Create account to get full access

Overview

This paper introduces DiaHalu, a new benchmark for evaluating the hallucination (generating false information) capabilities of large language models in a dialogue setting.
The authors argue that existing hallucination evaluation benchmarks are limited to single-turn or monologue-style interactions, which may not capture the full complexity of multi-turn dialogues.
DiaHalu aims to provide a more realistic and comprehensive assessment of language model hallucination by focusing on conversational contexts.

Plain English Explanation

The paper presents a new way to test how well large language models (like ChatGPT) can avoid hallucinating - that is, generating false or made-up information - during multi-turn conversations. Existing benchmarks for this only look at single responses or monologues, which doesn't fully capture the challenges of maintaining coherence and truthfulness over the course of a back-and-forth dialogue.

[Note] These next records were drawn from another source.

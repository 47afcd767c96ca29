//! # Namebase Common Library
//!
//! Shared code for the namebase tools:
//! - Error types
//! - Configuration loading and data directory resolution
//! - Human-readable duration formatting for progress reports

pub mod config;
pub mod error;
pub mod human_time;

pub use error::{Error, Result};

The DiaHalu benchmark aims to provide a more realistic and comprehensive assessment by focusing on conversational contexts. This allows researchers to better understand the hallucination tendencies of language models in more lifelike interactions, rather than just in isolated statements. The goal is to develop models that can engage in fluent and trustworthy dialogues, without making up facts or going off the rails.

Technical Explanation

The paper introduces the DiaHalu benchmark, which evaluates the hallucination capabilities of large language models in a dialogue setting. Existing hallucination benchmarks like HaluEval and Hallucinations Leaderboard focus on single-turn or monologue-style interactions, which may not capture the full complexity of multi-turn dialogues.

The DiaHalu benchmark consists of a dataset of human-written dialogues, with annotations identifying hallucinated statements. Models are evaluated on their ability to generate responses that avoid hallucinations and maintain coherence over the course of the conversation. The authors also introduce a new hallucination detection model called KnowHalu that leverages multiple knowledge sources to identify hallucinations.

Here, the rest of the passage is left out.